▶

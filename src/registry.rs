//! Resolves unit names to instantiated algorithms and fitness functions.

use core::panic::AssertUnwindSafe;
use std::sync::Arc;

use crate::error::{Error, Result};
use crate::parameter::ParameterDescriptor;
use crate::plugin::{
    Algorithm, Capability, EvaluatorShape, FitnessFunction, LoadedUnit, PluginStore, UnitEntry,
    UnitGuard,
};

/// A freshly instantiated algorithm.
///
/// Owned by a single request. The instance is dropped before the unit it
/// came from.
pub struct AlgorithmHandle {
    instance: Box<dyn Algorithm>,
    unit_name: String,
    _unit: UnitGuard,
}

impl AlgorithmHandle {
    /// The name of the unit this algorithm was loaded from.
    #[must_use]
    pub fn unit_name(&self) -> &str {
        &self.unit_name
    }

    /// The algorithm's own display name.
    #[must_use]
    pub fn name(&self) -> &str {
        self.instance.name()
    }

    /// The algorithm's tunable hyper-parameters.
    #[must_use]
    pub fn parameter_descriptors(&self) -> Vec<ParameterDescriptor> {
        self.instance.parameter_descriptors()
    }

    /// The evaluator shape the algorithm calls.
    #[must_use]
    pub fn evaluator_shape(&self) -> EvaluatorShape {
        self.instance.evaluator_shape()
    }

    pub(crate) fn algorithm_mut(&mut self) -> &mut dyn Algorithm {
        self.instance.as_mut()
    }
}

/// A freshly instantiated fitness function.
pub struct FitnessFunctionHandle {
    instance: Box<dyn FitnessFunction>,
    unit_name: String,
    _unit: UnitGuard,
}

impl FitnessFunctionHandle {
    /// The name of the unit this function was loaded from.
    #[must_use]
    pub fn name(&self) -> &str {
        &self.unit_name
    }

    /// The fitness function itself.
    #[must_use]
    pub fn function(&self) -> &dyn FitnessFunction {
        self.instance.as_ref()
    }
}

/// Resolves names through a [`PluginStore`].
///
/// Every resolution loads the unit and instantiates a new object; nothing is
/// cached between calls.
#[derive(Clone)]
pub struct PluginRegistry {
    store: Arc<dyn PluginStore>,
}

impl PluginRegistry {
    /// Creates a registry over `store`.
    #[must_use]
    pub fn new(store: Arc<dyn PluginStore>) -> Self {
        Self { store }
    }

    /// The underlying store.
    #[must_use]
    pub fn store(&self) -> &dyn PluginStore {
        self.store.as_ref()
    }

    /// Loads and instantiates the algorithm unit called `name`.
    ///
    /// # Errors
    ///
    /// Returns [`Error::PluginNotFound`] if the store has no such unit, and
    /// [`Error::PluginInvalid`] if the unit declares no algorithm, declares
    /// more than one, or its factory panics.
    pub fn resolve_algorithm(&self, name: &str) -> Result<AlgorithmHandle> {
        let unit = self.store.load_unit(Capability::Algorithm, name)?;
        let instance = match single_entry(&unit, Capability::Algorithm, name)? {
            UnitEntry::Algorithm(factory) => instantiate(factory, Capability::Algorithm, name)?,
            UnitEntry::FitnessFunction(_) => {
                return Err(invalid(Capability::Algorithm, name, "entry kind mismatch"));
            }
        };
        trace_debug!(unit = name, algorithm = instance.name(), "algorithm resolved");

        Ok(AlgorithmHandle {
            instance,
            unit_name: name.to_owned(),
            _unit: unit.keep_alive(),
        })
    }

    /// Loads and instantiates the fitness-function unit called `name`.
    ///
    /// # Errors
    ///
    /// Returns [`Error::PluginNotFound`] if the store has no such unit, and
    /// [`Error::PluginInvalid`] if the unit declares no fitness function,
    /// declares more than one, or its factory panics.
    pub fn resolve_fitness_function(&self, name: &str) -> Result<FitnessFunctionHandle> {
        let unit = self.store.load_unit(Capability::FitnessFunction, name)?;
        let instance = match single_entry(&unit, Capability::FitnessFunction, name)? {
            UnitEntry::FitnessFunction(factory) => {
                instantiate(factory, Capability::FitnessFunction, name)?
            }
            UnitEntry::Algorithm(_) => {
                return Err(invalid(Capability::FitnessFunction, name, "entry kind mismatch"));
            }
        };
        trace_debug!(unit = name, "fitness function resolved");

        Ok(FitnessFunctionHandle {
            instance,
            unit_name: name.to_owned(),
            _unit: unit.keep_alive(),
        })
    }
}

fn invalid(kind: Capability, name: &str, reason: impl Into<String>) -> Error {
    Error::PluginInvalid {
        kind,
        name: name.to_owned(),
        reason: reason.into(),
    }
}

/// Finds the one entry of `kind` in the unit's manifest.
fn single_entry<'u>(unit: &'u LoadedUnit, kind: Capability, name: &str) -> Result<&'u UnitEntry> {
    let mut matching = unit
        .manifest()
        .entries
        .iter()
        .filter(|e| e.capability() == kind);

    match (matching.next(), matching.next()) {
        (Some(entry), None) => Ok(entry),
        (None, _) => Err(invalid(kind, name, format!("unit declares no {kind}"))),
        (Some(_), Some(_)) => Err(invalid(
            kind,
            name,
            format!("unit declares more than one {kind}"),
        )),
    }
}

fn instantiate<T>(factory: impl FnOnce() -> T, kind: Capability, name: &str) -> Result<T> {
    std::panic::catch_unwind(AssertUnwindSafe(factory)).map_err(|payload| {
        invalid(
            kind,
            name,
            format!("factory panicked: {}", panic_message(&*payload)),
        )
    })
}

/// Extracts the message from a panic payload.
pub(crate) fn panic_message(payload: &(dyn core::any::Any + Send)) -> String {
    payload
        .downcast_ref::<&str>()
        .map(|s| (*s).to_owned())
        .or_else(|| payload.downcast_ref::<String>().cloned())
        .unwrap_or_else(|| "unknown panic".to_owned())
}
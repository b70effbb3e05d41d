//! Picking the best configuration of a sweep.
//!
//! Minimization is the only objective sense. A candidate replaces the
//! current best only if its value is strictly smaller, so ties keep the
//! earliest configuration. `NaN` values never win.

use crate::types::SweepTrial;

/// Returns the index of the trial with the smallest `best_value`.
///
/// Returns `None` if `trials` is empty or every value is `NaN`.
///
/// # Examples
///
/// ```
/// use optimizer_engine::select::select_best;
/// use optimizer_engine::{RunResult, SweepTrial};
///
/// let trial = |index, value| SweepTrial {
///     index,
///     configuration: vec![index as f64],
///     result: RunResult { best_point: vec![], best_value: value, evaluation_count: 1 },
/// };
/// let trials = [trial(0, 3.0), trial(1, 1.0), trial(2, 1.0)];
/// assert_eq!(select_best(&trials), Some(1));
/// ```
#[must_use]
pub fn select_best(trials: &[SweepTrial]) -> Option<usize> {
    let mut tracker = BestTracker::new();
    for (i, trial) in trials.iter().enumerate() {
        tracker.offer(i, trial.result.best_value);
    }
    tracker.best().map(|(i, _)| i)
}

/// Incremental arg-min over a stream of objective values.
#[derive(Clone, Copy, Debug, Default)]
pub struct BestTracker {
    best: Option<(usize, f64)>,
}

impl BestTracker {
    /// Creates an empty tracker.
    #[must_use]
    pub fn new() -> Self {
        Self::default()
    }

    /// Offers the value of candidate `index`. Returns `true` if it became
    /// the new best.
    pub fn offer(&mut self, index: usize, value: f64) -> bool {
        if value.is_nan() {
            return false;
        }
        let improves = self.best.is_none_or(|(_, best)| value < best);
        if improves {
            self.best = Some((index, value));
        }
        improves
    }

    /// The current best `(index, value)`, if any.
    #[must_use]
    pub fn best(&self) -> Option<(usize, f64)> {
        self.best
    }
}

◀

= WORK TASK =
Filter the entries above and copy only the lines that hold "empty".

= ANSWER SECTION =
/// Returns `None` if `trials` is empty or every value is `NaN`.
    /// Creates an empty tracker.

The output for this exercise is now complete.